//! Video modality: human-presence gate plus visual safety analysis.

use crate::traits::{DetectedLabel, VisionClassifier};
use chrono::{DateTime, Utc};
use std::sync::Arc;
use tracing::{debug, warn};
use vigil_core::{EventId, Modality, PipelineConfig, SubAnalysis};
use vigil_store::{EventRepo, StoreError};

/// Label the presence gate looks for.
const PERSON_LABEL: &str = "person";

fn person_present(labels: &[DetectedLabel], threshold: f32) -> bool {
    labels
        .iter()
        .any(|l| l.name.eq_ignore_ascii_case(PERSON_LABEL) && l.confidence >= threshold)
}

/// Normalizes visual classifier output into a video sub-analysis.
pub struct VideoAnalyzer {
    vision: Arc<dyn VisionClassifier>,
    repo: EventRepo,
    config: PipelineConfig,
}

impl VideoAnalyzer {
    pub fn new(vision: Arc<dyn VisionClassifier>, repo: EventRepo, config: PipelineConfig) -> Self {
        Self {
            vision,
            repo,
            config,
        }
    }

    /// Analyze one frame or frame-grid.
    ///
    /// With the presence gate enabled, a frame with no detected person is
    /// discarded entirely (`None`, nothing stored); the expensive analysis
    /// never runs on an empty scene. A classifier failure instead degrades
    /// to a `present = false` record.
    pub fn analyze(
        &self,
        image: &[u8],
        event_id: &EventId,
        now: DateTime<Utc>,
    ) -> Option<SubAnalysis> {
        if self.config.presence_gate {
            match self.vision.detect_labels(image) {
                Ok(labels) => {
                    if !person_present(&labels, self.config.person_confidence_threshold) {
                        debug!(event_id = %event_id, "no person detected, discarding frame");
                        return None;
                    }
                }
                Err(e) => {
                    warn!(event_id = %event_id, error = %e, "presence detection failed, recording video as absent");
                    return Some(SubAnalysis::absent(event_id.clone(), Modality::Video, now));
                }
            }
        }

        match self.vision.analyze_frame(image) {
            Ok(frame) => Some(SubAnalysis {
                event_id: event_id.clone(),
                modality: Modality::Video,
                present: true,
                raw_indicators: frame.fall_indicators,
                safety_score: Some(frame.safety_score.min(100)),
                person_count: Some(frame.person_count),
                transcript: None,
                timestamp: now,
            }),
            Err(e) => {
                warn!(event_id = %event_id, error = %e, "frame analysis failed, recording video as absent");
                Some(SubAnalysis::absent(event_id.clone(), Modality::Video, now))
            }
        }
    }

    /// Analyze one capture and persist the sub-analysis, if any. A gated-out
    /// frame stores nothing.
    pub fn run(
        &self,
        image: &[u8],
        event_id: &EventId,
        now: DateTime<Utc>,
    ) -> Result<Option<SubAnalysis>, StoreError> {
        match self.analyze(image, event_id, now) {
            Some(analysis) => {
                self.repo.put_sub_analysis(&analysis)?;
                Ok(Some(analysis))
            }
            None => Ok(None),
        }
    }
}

▬▬▬

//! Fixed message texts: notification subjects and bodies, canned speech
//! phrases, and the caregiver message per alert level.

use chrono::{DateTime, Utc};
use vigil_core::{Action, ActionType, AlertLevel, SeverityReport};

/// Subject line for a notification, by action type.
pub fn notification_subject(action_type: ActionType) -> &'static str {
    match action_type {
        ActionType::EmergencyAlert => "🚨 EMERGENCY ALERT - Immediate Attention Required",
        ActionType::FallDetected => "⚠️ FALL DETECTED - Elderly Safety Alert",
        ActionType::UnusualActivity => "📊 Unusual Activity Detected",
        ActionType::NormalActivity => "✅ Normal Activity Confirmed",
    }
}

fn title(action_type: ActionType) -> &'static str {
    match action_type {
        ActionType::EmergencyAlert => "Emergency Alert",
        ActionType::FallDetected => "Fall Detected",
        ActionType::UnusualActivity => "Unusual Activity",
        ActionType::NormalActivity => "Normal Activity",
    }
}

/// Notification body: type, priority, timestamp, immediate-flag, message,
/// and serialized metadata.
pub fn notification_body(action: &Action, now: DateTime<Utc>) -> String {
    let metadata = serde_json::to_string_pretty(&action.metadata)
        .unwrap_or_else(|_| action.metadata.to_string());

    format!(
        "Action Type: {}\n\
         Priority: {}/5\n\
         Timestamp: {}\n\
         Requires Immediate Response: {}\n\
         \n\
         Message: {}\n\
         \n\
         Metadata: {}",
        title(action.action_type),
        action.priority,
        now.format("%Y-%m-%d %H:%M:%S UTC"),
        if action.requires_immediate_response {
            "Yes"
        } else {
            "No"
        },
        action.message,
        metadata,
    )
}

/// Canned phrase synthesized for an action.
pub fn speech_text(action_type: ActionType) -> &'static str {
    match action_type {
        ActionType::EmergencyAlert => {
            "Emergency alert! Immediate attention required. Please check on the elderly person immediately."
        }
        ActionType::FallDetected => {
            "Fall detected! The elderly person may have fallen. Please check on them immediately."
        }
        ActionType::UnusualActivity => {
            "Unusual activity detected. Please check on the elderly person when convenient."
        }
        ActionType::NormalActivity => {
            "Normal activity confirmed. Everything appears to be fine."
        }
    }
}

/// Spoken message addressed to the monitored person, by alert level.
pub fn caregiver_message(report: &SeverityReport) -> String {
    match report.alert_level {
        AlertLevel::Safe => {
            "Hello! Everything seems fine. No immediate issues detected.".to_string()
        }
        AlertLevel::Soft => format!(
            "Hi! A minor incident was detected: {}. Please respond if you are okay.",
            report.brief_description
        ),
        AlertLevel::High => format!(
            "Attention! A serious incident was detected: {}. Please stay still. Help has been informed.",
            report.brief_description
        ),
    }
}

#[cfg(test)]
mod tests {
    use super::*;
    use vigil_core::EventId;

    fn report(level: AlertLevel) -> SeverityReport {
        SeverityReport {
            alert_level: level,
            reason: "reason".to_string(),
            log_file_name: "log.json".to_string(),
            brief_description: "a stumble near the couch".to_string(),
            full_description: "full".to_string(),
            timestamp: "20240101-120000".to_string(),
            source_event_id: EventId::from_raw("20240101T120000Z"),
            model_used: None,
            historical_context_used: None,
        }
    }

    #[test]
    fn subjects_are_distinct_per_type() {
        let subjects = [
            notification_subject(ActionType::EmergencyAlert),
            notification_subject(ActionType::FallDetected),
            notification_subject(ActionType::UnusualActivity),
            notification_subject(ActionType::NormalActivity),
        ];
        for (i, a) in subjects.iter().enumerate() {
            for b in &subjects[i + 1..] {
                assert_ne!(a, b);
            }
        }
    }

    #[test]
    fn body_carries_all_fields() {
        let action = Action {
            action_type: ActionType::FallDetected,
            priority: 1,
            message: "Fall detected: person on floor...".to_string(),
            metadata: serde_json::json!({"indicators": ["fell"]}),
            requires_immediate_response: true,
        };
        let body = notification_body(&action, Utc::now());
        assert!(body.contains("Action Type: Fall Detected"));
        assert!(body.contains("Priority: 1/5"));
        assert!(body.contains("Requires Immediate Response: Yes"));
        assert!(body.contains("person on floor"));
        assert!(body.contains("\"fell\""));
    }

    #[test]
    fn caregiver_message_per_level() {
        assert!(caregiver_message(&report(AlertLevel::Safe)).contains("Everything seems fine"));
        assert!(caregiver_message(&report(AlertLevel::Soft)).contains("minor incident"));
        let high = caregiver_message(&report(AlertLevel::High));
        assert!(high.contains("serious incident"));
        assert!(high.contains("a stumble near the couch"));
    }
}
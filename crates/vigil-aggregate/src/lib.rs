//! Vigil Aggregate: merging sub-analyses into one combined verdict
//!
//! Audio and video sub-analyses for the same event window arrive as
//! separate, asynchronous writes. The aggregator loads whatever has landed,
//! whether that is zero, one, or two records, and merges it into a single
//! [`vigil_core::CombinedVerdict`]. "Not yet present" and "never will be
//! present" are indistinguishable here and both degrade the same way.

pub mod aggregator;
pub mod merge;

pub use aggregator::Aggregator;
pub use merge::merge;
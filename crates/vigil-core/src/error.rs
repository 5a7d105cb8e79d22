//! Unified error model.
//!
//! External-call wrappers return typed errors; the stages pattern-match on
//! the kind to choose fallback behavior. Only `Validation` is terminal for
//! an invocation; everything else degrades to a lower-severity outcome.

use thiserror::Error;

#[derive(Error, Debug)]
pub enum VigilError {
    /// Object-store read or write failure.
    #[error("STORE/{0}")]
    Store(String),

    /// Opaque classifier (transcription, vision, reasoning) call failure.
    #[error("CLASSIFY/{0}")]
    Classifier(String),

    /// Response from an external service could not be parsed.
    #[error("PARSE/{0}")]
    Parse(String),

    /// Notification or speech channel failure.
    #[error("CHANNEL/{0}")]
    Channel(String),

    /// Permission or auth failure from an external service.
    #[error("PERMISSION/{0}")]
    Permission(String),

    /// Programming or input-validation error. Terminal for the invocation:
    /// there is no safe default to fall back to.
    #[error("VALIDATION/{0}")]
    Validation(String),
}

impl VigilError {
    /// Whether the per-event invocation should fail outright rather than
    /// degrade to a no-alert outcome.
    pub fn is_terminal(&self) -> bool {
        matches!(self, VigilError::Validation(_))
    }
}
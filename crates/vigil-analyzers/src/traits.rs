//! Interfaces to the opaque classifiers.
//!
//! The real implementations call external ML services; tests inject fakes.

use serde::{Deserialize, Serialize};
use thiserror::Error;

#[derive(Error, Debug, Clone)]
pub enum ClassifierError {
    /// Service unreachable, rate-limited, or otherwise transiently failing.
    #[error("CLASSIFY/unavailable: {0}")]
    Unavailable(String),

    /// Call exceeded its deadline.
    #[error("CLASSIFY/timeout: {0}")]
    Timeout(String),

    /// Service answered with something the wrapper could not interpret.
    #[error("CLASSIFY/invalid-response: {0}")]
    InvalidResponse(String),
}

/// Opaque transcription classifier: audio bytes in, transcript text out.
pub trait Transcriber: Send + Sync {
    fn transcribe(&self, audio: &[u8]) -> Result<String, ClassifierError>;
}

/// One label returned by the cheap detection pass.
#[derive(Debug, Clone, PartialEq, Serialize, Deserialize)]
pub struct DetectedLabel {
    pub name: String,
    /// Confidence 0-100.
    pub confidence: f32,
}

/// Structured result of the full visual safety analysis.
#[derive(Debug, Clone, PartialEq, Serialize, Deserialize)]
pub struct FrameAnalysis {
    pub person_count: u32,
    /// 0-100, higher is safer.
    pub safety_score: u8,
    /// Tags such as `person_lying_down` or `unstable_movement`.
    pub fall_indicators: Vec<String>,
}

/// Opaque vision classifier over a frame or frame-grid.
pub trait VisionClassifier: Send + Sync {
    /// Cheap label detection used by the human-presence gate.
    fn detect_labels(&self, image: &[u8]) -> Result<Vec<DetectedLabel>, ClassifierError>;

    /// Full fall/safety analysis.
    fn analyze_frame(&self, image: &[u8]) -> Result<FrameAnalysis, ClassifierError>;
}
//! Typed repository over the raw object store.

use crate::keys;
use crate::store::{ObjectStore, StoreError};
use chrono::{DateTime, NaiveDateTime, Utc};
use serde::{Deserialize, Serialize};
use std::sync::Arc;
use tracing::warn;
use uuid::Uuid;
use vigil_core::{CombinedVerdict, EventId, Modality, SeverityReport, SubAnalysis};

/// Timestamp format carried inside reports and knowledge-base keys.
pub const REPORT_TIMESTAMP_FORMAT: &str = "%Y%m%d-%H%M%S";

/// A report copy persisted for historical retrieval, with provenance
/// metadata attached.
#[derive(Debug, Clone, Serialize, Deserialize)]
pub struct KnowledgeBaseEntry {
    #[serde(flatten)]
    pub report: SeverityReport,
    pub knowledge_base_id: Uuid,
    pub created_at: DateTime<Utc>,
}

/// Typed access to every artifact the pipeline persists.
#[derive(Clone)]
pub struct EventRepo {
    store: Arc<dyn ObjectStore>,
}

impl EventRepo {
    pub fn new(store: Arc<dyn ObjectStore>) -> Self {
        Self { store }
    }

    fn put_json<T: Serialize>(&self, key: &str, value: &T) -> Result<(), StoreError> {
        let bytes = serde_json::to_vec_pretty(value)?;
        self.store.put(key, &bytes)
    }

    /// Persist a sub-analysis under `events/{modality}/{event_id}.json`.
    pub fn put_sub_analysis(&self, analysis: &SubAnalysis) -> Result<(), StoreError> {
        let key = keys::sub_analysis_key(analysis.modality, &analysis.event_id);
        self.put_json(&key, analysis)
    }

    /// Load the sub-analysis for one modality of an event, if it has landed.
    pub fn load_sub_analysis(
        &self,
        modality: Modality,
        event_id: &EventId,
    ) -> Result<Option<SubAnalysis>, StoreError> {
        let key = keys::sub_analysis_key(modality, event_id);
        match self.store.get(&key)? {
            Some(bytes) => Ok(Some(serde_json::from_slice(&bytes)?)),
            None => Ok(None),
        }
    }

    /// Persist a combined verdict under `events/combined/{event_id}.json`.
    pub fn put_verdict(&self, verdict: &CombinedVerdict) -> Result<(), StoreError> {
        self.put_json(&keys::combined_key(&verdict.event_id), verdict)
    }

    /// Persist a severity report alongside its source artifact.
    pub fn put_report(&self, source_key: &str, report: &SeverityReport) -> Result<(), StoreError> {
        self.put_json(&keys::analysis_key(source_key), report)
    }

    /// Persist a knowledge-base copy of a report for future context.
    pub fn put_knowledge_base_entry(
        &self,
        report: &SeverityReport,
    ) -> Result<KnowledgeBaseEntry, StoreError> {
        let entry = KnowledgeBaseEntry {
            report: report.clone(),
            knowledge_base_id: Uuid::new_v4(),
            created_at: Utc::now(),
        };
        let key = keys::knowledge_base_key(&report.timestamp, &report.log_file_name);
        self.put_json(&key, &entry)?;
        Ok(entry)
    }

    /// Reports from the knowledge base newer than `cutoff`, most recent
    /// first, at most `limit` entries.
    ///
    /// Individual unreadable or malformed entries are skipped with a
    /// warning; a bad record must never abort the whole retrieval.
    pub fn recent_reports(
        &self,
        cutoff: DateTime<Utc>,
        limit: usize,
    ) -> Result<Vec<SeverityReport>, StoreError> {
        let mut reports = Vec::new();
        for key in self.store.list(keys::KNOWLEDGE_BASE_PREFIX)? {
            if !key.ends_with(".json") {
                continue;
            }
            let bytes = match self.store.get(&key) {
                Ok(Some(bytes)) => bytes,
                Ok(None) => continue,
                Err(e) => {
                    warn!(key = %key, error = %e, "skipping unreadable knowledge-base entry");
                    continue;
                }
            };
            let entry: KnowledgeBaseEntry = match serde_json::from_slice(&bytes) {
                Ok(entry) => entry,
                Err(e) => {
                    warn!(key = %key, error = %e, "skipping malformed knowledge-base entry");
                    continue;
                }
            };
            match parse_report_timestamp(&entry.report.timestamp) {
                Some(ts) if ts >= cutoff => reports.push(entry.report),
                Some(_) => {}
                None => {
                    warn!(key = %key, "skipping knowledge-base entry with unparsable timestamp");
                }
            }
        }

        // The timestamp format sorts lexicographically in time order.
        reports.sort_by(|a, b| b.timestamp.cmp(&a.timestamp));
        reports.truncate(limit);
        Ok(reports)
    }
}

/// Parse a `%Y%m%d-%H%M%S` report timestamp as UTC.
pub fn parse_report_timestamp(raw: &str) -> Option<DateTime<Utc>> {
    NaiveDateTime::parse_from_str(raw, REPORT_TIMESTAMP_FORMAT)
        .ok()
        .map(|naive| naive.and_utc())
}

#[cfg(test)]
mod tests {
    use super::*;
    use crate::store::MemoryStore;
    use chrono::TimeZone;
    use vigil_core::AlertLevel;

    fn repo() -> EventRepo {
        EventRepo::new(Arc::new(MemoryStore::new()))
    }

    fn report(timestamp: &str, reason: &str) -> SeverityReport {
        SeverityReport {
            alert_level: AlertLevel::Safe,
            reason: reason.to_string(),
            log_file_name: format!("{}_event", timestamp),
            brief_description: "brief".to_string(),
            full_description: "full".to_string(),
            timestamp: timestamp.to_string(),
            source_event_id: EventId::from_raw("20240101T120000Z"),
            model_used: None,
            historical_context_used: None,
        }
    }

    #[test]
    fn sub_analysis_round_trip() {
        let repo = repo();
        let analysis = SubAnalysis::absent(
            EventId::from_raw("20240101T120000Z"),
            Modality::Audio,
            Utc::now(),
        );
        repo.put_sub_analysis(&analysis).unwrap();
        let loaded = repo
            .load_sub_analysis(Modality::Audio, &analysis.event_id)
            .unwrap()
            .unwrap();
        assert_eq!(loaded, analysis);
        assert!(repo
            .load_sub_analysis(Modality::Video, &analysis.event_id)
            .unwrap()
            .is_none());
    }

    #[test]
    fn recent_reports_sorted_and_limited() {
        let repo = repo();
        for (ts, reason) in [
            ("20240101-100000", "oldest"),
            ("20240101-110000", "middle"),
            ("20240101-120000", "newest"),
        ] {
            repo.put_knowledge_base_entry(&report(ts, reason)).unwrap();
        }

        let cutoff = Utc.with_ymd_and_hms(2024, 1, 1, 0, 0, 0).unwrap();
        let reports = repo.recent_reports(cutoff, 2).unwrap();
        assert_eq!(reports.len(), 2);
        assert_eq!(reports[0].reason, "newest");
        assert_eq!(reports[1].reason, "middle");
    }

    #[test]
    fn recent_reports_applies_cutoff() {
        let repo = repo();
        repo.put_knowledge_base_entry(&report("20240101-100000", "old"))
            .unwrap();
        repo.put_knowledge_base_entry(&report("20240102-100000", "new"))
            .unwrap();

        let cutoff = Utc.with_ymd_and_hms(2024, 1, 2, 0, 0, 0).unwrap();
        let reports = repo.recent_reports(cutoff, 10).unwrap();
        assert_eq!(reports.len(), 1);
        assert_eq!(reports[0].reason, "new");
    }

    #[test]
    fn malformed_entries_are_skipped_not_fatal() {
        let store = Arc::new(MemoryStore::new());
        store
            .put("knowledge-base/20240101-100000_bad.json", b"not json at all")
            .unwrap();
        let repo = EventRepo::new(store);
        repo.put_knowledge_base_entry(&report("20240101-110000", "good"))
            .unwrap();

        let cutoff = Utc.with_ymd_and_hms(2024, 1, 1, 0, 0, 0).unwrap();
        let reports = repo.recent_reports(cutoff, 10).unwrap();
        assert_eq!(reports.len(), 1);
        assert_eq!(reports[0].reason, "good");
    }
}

▬▬▬

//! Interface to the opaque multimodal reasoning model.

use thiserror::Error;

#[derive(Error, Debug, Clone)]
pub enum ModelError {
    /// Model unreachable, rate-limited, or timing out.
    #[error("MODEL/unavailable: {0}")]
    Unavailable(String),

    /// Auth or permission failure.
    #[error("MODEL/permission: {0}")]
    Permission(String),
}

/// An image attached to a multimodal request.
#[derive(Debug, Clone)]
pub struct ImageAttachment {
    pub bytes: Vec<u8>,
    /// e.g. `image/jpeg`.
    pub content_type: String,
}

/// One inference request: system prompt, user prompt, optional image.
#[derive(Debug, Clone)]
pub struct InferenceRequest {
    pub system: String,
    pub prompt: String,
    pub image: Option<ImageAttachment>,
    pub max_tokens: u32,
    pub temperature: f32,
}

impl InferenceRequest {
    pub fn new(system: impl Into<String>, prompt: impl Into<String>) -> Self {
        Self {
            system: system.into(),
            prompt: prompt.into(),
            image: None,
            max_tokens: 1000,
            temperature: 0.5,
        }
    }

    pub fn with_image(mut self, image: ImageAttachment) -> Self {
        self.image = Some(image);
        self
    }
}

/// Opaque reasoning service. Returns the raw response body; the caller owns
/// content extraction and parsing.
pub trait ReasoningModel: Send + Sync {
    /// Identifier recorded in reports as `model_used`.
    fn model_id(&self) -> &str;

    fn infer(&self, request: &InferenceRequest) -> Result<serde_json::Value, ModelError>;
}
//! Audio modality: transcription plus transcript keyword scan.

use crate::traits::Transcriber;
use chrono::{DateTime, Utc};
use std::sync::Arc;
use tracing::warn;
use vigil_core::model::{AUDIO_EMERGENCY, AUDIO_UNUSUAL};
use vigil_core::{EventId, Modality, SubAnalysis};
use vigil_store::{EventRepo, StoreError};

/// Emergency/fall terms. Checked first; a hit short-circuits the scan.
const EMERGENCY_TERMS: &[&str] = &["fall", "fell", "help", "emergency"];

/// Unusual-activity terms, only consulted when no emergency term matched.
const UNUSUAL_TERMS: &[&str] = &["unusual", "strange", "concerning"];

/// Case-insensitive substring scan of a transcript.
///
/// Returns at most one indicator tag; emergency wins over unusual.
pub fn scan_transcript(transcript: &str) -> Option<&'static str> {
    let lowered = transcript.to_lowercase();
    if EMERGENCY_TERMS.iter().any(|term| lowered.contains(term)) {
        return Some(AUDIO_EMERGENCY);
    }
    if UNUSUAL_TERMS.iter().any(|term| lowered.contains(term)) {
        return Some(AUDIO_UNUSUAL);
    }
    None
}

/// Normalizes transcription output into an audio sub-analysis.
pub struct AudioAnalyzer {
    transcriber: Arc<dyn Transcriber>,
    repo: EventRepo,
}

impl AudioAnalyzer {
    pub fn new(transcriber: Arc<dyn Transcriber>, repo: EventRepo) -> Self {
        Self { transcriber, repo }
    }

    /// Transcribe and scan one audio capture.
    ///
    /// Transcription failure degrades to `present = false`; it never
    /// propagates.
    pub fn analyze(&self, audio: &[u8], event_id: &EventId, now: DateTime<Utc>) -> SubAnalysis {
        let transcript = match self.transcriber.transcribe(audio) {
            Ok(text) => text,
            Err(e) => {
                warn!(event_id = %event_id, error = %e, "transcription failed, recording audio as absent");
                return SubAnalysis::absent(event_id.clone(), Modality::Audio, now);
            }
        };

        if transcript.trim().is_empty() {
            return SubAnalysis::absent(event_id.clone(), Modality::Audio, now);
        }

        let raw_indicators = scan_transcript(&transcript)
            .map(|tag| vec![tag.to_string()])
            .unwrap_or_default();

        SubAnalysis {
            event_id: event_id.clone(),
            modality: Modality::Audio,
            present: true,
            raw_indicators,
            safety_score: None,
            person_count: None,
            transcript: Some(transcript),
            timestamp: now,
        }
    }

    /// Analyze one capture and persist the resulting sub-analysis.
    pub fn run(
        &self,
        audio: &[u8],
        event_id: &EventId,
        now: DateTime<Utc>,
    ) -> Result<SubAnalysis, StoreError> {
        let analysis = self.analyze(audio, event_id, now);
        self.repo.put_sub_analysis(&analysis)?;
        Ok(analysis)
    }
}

▬▬▬

**Task item:** Your task is to retype the entries verbatim, starting with the line that holds "by action type." and stopping after the line that holds "pub fn notification_body(action: &Action, now: DateTime<Utc>)".

**Written solution:**
/// Subject line for a notification, by action type.
pub fn notification_subject(action_type: ActionType) -> &'static str {
    match action_type {
        ActionType::EmergencyAlert => "🚨 EMERGENCY ALERT - Immediate Attention Required",
        ActionType::FallDetected => "⚠️ FALL DETECTED - Elderly Safety Alert",
        ActionType::UnusualActivity => "📊 Unusual Activity Detected",
        ActionType::NormalActivity => "✅ Normal Activity Confirmed",
    }
}

fn title(action_type: ActionType) -> &'static str {
    match action_type {
        ActionType::EmergencyAlert => "Emergency Alert",
        ActionType::FallDetected => "Fall Detected",
        ActionType::UnusualActivity => "Unusual Activity",
        ActionType::NormalActivity => "Normal Activity",
    }
}

/// Notification body: type, priority, timestamp, immediate-flag, message,
/// and serialized metadata.
pub fn notification_body(action: &Action, now: DateTime<Utc>) -> String {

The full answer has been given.